| Assigned task |
Your answer should consist of each line below that includes the word "into".

| Information supplied |
•••••

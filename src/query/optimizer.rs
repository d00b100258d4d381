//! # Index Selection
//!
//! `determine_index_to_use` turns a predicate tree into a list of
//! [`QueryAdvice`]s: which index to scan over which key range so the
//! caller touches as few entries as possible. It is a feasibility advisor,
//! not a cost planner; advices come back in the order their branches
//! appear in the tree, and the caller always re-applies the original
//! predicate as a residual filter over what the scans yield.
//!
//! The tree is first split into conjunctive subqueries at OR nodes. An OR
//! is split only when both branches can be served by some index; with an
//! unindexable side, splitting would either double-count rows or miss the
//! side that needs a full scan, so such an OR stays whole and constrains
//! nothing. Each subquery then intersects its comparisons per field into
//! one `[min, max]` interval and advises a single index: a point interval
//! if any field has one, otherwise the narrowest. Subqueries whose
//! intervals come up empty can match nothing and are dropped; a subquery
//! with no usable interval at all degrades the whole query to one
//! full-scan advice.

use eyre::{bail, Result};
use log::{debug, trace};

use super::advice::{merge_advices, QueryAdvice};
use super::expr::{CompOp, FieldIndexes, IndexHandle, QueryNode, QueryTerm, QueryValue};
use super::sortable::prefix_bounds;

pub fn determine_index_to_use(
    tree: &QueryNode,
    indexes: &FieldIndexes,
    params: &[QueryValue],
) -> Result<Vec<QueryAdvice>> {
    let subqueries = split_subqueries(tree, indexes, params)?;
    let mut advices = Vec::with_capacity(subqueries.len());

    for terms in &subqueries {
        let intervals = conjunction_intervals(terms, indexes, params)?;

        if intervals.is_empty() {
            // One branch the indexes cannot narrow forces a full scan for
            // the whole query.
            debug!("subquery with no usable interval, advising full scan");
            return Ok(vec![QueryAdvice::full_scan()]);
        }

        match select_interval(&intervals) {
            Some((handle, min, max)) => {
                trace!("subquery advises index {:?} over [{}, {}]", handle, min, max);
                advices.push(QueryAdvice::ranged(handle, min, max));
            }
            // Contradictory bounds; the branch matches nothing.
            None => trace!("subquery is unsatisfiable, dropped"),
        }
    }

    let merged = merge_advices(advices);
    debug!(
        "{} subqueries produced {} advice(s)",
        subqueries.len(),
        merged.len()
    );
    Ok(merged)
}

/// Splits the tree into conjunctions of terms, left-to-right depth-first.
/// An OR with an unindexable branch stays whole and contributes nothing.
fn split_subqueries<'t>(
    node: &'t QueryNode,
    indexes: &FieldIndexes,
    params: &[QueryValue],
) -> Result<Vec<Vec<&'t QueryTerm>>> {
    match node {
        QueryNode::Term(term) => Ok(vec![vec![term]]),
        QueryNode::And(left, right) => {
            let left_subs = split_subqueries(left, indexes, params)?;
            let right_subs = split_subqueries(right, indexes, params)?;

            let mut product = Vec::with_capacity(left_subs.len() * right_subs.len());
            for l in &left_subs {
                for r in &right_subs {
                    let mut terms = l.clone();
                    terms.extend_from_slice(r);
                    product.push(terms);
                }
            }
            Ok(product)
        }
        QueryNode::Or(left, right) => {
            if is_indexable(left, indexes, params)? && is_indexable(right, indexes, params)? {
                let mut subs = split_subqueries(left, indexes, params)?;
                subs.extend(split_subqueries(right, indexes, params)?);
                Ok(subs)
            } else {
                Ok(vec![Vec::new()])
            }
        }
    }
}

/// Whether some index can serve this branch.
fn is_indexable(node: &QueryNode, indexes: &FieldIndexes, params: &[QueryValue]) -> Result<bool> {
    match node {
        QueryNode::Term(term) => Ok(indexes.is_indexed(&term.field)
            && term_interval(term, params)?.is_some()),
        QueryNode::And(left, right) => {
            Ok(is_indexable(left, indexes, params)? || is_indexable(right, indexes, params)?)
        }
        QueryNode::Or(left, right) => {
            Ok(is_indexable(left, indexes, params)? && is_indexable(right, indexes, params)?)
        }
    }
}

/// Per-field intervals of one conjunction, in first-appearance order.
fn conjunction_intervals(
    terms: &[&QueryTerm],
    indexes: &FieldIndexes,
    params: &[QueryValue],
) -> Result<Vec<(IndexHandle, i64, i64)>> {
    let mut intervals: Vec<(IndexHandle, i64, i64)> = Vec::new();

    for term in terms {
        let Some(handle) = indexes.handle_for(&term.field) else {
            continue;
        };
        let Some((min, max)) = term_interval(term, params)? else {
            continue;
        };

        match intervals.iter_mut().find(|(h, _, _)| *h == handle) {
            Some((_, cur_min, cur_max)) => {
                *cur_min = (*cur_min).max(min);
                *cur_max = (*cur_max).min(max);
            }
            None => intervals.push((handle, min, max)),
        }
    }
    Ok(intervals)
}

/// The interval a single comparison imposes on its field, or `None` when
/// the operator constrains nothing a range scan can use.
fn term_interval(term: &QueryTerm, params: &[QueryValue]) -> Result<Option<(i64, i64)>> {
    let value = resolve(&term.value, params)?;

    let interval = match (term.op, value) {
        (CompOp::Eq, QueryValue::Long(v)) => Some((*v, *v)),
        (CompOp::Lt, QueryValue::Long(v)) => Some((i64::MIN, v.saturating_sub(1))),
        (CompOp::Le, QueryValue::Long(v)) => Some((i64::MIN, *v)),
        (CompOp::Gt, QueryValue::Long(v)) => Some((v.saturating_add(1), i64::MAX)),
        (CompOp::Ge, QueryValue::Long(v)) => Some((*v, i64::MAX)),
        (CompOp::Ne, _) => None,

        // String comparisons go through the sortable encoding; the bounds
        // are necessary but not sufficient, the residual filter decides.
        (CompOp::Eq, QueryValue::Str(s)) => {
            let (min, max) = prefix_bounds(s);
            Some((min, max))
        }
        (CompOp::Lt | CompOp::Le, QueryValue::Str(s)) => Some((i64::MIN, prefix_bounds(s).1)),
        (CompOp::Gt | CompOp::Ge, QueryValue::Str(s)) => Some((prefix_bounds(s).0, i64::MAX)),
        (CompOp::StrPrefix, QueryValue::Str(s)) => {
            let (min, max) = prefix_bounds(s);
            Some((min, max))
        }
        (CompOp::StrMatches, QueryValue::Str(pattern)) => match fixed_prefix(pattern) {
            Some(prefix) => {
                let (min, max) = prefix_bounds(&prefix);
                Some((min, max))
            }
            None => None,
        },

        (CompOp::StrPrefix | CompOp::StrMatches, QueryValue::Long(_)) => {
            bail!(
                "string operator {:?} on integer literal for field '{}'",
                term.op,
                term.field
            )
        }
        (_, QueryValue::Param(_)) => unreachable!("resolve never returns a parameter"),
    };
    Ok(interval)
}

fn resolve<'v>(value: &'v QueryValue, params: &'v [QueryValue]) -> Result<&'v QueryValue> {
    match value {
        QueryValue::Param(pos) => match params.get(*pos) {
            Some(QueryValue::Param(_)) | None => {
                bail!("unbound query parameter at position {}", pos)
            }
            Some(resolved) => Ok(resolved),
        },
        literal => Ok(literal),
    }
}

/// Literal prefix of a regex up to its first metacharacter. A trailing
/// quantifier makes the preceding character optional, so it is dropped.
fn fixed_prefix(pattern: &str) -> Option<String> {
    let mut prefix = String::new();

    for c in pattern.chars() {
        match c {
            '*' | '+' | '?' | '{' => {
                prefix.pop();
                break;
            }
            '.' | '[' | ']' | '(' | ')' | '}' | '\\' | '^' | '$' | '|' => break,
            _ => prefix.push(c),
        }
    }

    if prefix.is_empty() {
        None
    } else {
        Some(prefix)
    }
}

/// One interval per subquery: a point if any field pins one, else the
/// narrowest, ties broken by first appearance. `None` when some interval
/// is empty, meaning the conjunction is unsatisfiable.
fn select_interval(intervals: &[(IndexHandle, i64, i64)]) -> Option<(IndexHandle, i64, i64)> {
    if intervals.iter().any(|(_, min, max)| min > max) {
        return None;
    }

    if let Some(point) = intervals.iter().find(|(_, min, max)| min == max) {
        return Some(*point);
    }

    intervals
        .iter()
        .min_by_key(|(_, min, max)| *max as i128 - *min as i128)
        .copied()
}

•••••

| Finished exercise |
//! `determine_index_to_use` turns a predicate tree into a list of
//! The tree is first split into conjunctive subqueries at OR nodes. An OR
//! nothing. Each subquery then intersects its comparisons per field into
/// Splits the tree into conjunctions of terms, left-to-right depth-first.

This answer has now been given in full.